Michael Bodouroglou - President, Chairman and CEO

Robert Perri - PAO and CFO

Michael Mason - IR, Allen & Caron

Analysts

Brandon Oglenski - Barclays Capital Inc

Fotis Giannakoulis - Morgan Stanley

Box Ships, Inc. (TEU) Q4 2012 Earnings Conference Call February 19, 2013 8:00 AM ET

Operator

Good morning and welcome to the Box Ships Fourth Quarter Earnings Conference Call. All participants will be in a listen-only mode. (Operator instructions) After today’s presentation, there will be an opportunity to ask questions. (Operator instructions) Please note this event is being recorded.

And I’d now like to turn the conference over to Michael Mason of Allen & Caron. Please go ahead.

Michael Mason

Thank you. Good morning and welcome to the Box Ships investor conference call to discuss the financial results for the fourth quarter and full-year ended December 31, 2012. I’m Mike Mason of Allen & Caron Investor Relations.

Before we start the call, there are a couple of items I need to cover. Many of you received a copy of the press release. It was released today, February 19 at 7:00 AM. If you did not receive a copy of the release, it is posted on Box Ships’ website and in the client section of our website. You may call our office in New York at 212-691-8087 and we will email it to you right away. It is also posted on numerous Internet sites.

This call is being broadcast live over the Internet and may be accessed on the Company’s website at www.box-ships.com. A replay of the call will be available through February 27 and may be accessed from North America by calling 877-344-7529 and entering conference number 10025326. International caller should dial 412-317-0088. A replay of the webcast will be available immediately following the call and will continue for seven days.

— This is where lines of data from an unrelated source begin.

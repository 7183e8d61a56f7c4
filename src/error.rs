use std::{env::VarError, io::Error as IO_ERROR, num::ParseIntError};

use bigdecimal::ParseBigDecimalError as BIG_DECIMAL_ERROR;
use reqwest::Error as REQWEST_ERROR;
use serde_json::Error as JSON_ERROR;
use thiserror::Error;
use tracing::subscriber::SetGlobalDefaultError as TRACING_GLOBAL_DEFAULT_ERROR;
use url::ParseError as URL_ERROR;

#[derive(Error, Debug)]
pub enum Error {
    #[error("{0}")]
    Io(#[from] IO_ERROR),

    #[error("{0}")]
    URL(#[from] URL_ERROR),

    #[error("{0}")]
    INT(#[from] ParseIntError),

    #[error("{0}")]
    VAR(#[from] VarError),

    #[error("{0}")]
    BigDecimalError(#[from] BIG_DECIMAL_ERROR),

    #[error("{0}")]
    JsonError(#[from] JSON_ERROR),

    #[error("{0}")]
    ReqwestError(#[from] REQWEST_ERROR),

    #[error("Tracing error: {0}")]
    SetGlobalDefaultError(#[from] TRACING_GLOBAL_DEFAULT_ERROR),

    #[error("Configuration error: {0}")]
    ConfigurationError(String),

    #[error("Error fetching data: {0}")]
    FetchError(String),

    #[error("GraphQL error: {0}")]
    GraphQLError(String),

    #[error("Decode datetime: {0}")]
    DecodeDateTimeError(String),

    #[error("Invalid date range: start {start} is after end {end}")]
    InvalidDateRange { start: String, end: String },

    #[error("Invalid option {option}")]
    InvalidOption { option: String },
}
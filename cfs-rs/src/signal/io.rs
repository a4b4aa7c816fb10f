use super::Signal;
use crate::kernel::ConfigError;
use nalgebra::RealField;
use ndarray::{Array1, ArrayBase, Data, Dimension};
use num_traits::AsPrimitive;

/// Adapter trait for reading caller data into an owned [`Signal`].
///
/// Reading always copies, so mutating the source afterwards has no effect on
/// anything the trainer stored. Element types are converted with `as`
/// semantics, which lets integer images feed a floating-point trainer.
pub trait ReadSignal<F> {
    /// Copy the input into a signal of the common real type `F`.
    fn read_signal(&self) -> Result<Signal<F>, ConfigError>;
}

impl<F> ReadSignal<F> for Signal<F>
where
    F: Clone,
{
    fn read_signal(&self) -> Result<Signal<F>, ConfigError> {
        Ok(self.clone())
    }
}

impl<F, S, D> ReadSignal<F> for ArrayBase<S, D>
where
    F: RealField + Copy,
    S: Data,
    S::Elem: AsPrimitive<F>,
    D: Dimension,
{
    fn read_signal(&self) -> Result<Signal<F>, ConfigError> {
        Signal::new(self.mapv(|v| v.as_()).into_dyn())
    }
}

impl<F, T> ReadSignal<F> for [T]
where
    F: RealField + Copy,
    T: AsPrimitive<F>,
{
    fn read_signal(&self) -> Result<Signal<F>, ConfigError> {
        Signal::new(Array1::from_iter(self.iter().map(|v| v.as_())).into_dyn())
    }
}

impl<F, T, const N: usize> ReadSignal<F> for [T; N]
where
    F: RealField + Copy,
    T: AsPrimitive<F>,
{
    fn read_signal(&self) -> Result<Signal<F>, ConfigError> {
        self.as_slice().read_signal()
    }
}

impl<F, T> ReadSignal<F> for Vec<T>
where
    F: RealField + Copy,
    T: AsPrimitive<F>,
{
    fn read_signal(&self) -> Result<Signal<F>, ConfigError> {
        self.as_slice().read_signal()
    }
}
//! Trade-off correlation filter training.
//!
//! `cfs-rs` builds optimal trade-off synthetic discriminant function (OTSDF)
//! correlation filters. A [`FilterTrainer`](filter::FilterTrainer)
//! accumulates *authentic* examples the filter should respond to and
//! *impostor* examples it should suppress, rejects duplicates across both
//! classes after aligning them to a canonical shape, and synthesizes the
//! filter coefficients on demand.
//!
//! Signals may be sequences, images or any N-dimensional `ndarray`; every
//! element type with an `as` conversion to the trainer's float type is
//! accepted through [`ReadSignal`](signal::ReadSignal).
//!
//! ```
//! use cfs_rs::filter::FilterTrainer;
//! use cfs_rs::nd::Array2;
//!
//! let target = Array2::from_shape_fn((16, 16), |(i, j)| ((i * j) % 5) as u8);
//! let clutter = Array2::from_shape_fn((16, 16), |(i, j)| ((i + 3 * j) % 7) as u8);
//!
//! let mut trainer = FilterTrainer::<f64>::new(1e-5, 1.0 - 1e-5, 0.5).unwrap();
//! assert!(trainer.add_auth(&target));
//! assert!(trainer.add_imp(&clutter));
//! assert!(!trainer.add_imp(&target));
//!
//! let filter = trainer.train().unwrap();
//! assert!((filter.peak_response(&target).unwrap() - 1.0).abs() < 1e-9);
//! assert!(filter.peak_response(&clutter).unwrap().abs() < 1e-9);
//! ```

pub mod filter;
pub mod kernel;
pub mod signal;
pub mod traits;
pub mod training;

pub use nalgebra as na;
pub use ndarray as nd;
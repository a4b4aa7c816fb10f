use super::ConfigError;

/// Constructor validation lifecycle shared by kernel structs.
pub trait KernelLifecycle: Sized {
    /// Kernel config type.
    type Config;

    /// Construct a validated kernel from config.
    fn try_new(config: Self::Config) -> Result<Self, ConfigError>;
}

/// Checks that a weight or tolerance is finite and non-negative.
pub(crate) fn validate_non_negative<F>(arg: &'static str, value: F) -> Result<(), ConfigError>
where
    F: nalgebra::RealField + Copy,
{
    if !value.is_finite() {
        return Err(ConfigError::InvalidArgument {
            arg,
            reason: "must be finite",
        });
    }
    if value < F::zero() {
        return Err(ConfigError::InvalidArgument {
            arg,
            reason: "must be non-negative",
        });
    }
    Ok(())
}

#[cfg(test)]
mod tests {
    use super::*;

    #[test]
    fn accepts_zero_and_positive_values() {
        assert!(validate_non_negative("gamma", 0.0f64).is_ok());
        assert!(validate_non_negative("gamma", 0.5f32).is_ok());
    }

    #[test]
    fn rejects_negative_and_non_finite_values() {
        assert_eq!(
            validate_non_negative("alpha", -1e-5f64),
            Err(ConfigError::InvalidArgument {
                arg: "alpha",
                reason: "must be non-negative",
            })
        );
        assert_eq!(
            validate_non_negative("beta", f64::NAN),
            Err(ConfigError::InvalidArgument {
                arg: "beta",
                reason: "must be finite",
            })
        );
        assert!(validate_non_negative("beta", f32::INFINITY).is_err());
    }
}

Certain statements in this conference call may constitute forward-looking statements. Actual results could differ materially from those discussed in the call. Please refer to the complete cautionary statement regarding forward-looking statements in the press release dated February 19, 2013, which can be found on the Company’s website and filed with the SEC. The Company will make a presentation on the earnings results and then open the call to questions.

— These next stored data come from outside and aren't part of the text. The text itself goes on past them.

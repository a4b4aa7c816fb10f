//! Shared kernel substrate.
//!
//! This module defines the constructor-validation lifecycle used by the
//! synthesis kernel and the trainer, and the error types every public
//! operation reports through.

mod errors;
mod lifecycle;

pub use errors::*;
pub use lifecycle::*;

I’d now like to turn the call over to Mr. Robert Perri, CFO of Box Ships. Good afternoon, Rob.

Robert Perri

Good morning Michael, and thank you. Good morning ladies and gentlemen, and thank you for joining us on today’s conference call.

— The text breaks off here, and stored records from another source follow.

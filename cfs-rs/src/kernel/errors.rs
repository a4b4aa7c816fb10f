use crate::training::Class;
use core::fmt;

/// Validation errors raised at construction time or when reading a signal.
#[derive(Debug, Clone, PartialEq, Eq)]
pub enum ConfigError {
    /// A required input is empty.
    EmptyInput {
        /// Name of the argument that is empty.
        arg: &'static str,
    },
    /// A configuration argument value is invalid.
    InvalidArgument {
        /// Name of the argument.
        arg: &'static str,
        /// Human readable reason.
        reason: &'static str,
    },
    /// Element count did not match the declared shape.
    LengthMismatch {
        /// Name of the argument.
        arg: &'static str,
        /// Required length.
        expected: usize,
        /// Received length.
        got: usize,
    },
}

impl fmt::Display for ConfigError {
    fn fmt(&self, f: &mut fmt::Formatter<'_>) -> fmt::Result {
        match self {
            ConfigError::EmptyInput { arg } => write!(f, "Input `{arg}` was empty."),
            ConfigError::InvalidArgument { arg, reason } => {
                write!(f, "Invalid argument `{arg}`: {reason}")
            }
            ConfigError::LengthMismatch { arg, expected, got } => {
                write!(
                    f,
                    "Length mismatch on `{arg}`. Expected {expected}, got {got}."
                )
            }
        }
    }
}

impl std::error::Error for ConfigError {}

/// Why a training signal was not accepted.
///
/// None of these leave a mark on the trainer: a rejected add never mutates
/// either training set.
#[derive(Debug, Clone, PartialEq, Eq)]
pub enum Rejection {
    /// The signal could not be read at all.
    Input(ConfigError),
    /// The signal cannot be reduced to the canonical shape.
    ShapeInfeasible {
        /// Canonical shape of the trainer.
        expected: Vec<usize>,
        /// Shape of the rejected signal.
        got: Vec<usize>,
    },
    /// The aligned signal is already stored in one of the training sets.
    Duplicate {
        /// Set holding the matching signal.
        class: Class,
        /// Position of the matching signal within that set.
        index: usize,
    },
}

impl From<ConfigError> for Rejection {
    fn from(value: ConfigError) -> Self {
        Self::Input(value)
    }
}

impl fmt::Display for Rejection {
    fn fmt(&self, f: &mut fmt::Formatter<'_>) -> fmt::Result {
        match self {
            Rejection::Input(err) => write!(f, "{err}"),
            Rejection::ShapeInfeasible { expected, got } => {
                write!(
                    f,
                    "Signal of shape {got:?} cannot be aligned to canonical shape {expected:?}."
                )
            }
            Rejection::Duplicate { class, index } => {
                write!(f, "Signal duplicates {class} example #{index}.")
            }
        }
    }
}

impl std::error::Error for Rejection {
    fn source(&self) -> Option<&(dyn std::error::Error + 'static)> {
        match self {
            Rejection::Input(err) => Some(err),
            Rejection::ShapeInfeasible { .. } | Rejection::Duplicate { .. } => None,
        }
    }
}

/// Failures of filter synthesis.
///
/// A failed synthesis leaves the training sets and any previously trained
/// filter untouched.
#[derive(Debug, Clone, PartialEq, Eq)]
pub enum TrainError {
    /// Synthesis needs at least one authentic example.
    NoAuthentic,
    /// The regularized operator or the constraint system is singular.
    IllConditioned {
        /// Human readable reason.
        reason: &'static str,
    },
    /// The frequency-domain transform rejected its input.
    Transform(cfs_rs_core::Error),
}

impl From<cfs_rs_core::Error> for TrainError {
    fn from(value: cfs_rs_core::Error) -> Self {
        Self::Transform(value)
    }
}

impl fmt::Display for TrainError {
    fn fmt(&self, f: &mut fmt::Formatter<'_>) -> fmt::Result {
        match self {
            TrainError::NoAuthentic => {
                write!(f, "Training requires at least one authentic signal.")
            }
            TrainError::IllConditioned { reason } => {
                write!(f, "Ill-conditioned filter synthesis: {reason}")
            }
            TrainError::Transform(err) => write!(f, "Transform failure: {err}"),
        }
    }
}

impl std::error::Error for TrainError {
    fn source(&self) -> Option<&(dyn std::error::Error + 'static)> {
        match self {
            TrainError::Transform(err) => Some(err),
            TrainError::NoAuthentic | TrainError::IllConditioned { .. } => None,
        }
    }
}

#[cfg(test)]
mod tests {
    use super::*;

    #[test]
    fn rejection_messages_name_the_cause() {
        let dup = Rejection::Duplicate {
            class: Class::Impostor,
            index: 2,
        };
        assert_eq!(dup.to_string(), "Signal duplicates impostor example #2.");

        let shape = Rejection::ShapeInfeasible {
            expected: vec![4, 4],
            got: vec![3, 8],
        };
        assert_eq!(
            shape.to_string(),
            "Signal of shape [3, 8] cannot be aligned to canonical shape [4, 4]."
        );
    }

    #[test]
    fn config_error_converts_into_rejection() {
        let rejection = Rejection::from(ConfigError::EmptyInput { arg: "signal" });
        assert_eq!(rejection.to_string(), "Input `signal` was empty.");
        assert!(std::error::Error::source(&rejection).is_some());
    }
}
impl<F> OtsdfKernel<F>
where
    F: RealField + FftNum,
{
    /// Diagonal of the regularized operator `T`.
    ///
    /// Every bin must be finite and strictly positive. With `gamma > 0` that
    /// holds whenever the power spectra are finite; without the noise floor a
    /// bin is also singular when it falls to rounding level relative to the
    /// strongest bin.
    fn operator(
        &self,
        auth_power: &ArrayD<F>,
        imp_power: &ArrayD<F>,
    ) -> Result<ArrayD<F>, TrainError> {
        let operator = Zip::from(auth_power)
            .and(imp_power)
            .map_collect(|&a, &m| self.alpha * a + self.beta * m + self.gamma);
        if !operator.iter().all(|t| t.is_finite()) {
            warn!("otsdf operator overflowed; training signals are too large");
            return Err(TrainError::IllConditioned {
                reason: "regularized operator is not finite",
            });
        }
        let largest = operator.iter().fold(F::zero(), |acc, &t| acc.max(t));
        if !(largest > F::zero()) {
            warn!("otsdf operator vanishes at every frequency");
            return Err(TrainError::IllConditioned {
                reason: "regularized operator vanishes",
            });
        }
        let floor = if self.gamma > F::zero() {
            F::zero()
        } else {
            largest * F::default_epsilon()
        };
        if operator.iter().any(|&t| !(t > floor)) {
            warn!(
                "otsdf operator is singular at some frequency, gamma = {}",
                self.gamma
            );
            return Err(TrainError::IllConditioned {
                reason: "regularized operator is singular at some frequency",
            });
        }
        Ok(operator)
    }
}

/// Class-average power spectrum; all zeros for an empty class.
fn mean_power<F>(spectra: &[ArrayD<Complex<F>>], shape: &IxDyn) -> ArrayD<F>
where
    F: RealField + FftNum,
{
    let mut power = ArrayD::<F>::zeros(shape.clone());
    if spectra.is_empty() {
        return power;
    }
    for x in spectra {
        Zip::from(&mut power)
            .and(x)
            .for_each(|p, xk| *p += xk.norm_sqr());
    }
    let count: F = convert(spectra.len() as f64);
    power.mapv_inplace(|p| p / count);
    power
}

/// `Σ_k conj(a_k) b_k / t_k`.
fn weighted_inner<F>(a: &ArrayD<Complex<F>>, b: &ArrayD<Complex<F>>, t: &ArrayD<F>) -> Complex<F>
where
    F: RealField + FftNum,
{
    izip!(a.iter(), b.iter(), t.iter()).fold(Complex::zero(), |acc, (x, y, &w)| {
        acc + x.conj() * *y / w
    })
}

/// Cholesky solve of the full constraint system.
///
/// When the examples are linearly dependent (always the case with more
/// examples than bins) the solve falls back to the minimum-norm solution
/// that drops only the numerically null directions of the Gram matrix. The
/// null threshold `n * bins * eps` bounds the rounding accumulated while
/// forming and factoring the Gram sums.
fn solve_full<F>(
    gram: DMatrix<Complex<F>>,
    peaks: &DVector<Complex<F>>,
    bins: usize,
) -> Result<(DVector<Complex<F>>, usize), TrainError>
where
    F: RealField + FftNum,
{
    let n = peaks.len();
    let null_tolerance = F::default_epsilon() * convert::<f64, F>((n * bins) as f64);
    if let Some(chol) = gram.clone().cholesky() {
        let pivots = chol
            .l_dirty()
            .diagonal()
            .iter()
            .map(|p| p.norm_sqr())
            .collect::<Vec<_>>();
        let (lo, hi) = pivots
            .iter()
            .fold((pivots[0], pivots[0]), |(lo, hi), &p| (lo.min(p), hi.max(p)));
        if lo > hi * null_tolerance {
            return Ok((chol.solve(peaks), n));
        }
    }
    debug!("otsdf gram matrix is rank deficient; using the minimum-norm solve");
    solve_pseudo_inverse(gram, peaks, null_tolerance)
}

/// `V_r Λ_r⁻¹ V_rᴴ peaks` over the eigenpairs with `λ > tolerance · λ_max`.
fn solve_pseudo_inverse<F>(
    gram: DMatrix<Complex<F>>,
    peaks: &DVector<Complex<F>>,
    tolerance: F,
) -> Result<(DVector<Complex<F>>, usize), TrainError>
where
    F: RealField + FftNum,
{
    let eig = SymmetricEigen::new(gram);
    let largest = eig
        .eigenvalues
        .iter()
        .fold(F::zero(), |acc, &l| acc.max(l));
    let cutoff = largest * tolerance;
    let mut weights = DVector::<Complex<F>>::zeros(peaks.len());
    let mut rank = 0;
    for (k, &lambda) in eig.eigenvalues.iter().enumerate() {
        if !(lambda > cutoff) || !(lambda > F::zero()) {
            continue;
        }
        let v = eig.eigenvectors.column(k);
        let proj = v.dotc(peaks) / lambda;
        weights.axpy(proj, &v, Complex::one());
        rank += 1;
    }
    if rank == 0 {
        warn!("otsdf constraint solve kept no eigenpairs");
        return Err(TrainError::IllConditioned {
            reason: "constraint gram matrix has no usable spectrum",
        });
    }
    debug!("constraint solve kept {rank} of {} eigenpairs", peaks.len());
    Ok((weights, rank))
}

First we will discuss our fourth quarter and full-year 2012 highlights, followed by a brief update on the Company. Then we will give you an update on the industry as a whole and a picture of the current shipping market followed by a more detailed financial update and we will close with our investment summary.

Please turn to slide number 4. Our fourth quarter 2012 results represent our seventh profitable quarter as a public company. Our adjusted time charter revenues during the fourth quarter of 2012 was $18.4 million for our nine vessels, while our adjusted EBITDA was $11.2 million. We reported adjusted net income of $4.9 million or $0.21 per basic share, which was down slightly from the previous quarter due to higher G&A in vessel operating expenses during the fourth quarter.

For the full-year 2012 we operated an average of eight vessels reported adjusted time charter revenue of $67 million and adjusted EBITDA of $42.1 million. Our adjusted net income for the full-year 2012 was $18.6 million and our basic EPS per share was $0.95 per share, while our diluted EPS was $0.89 per share, which takes us into consideration the dilution effect if we were to convert the outstanding preferred shares to common shares at the start of the quarter.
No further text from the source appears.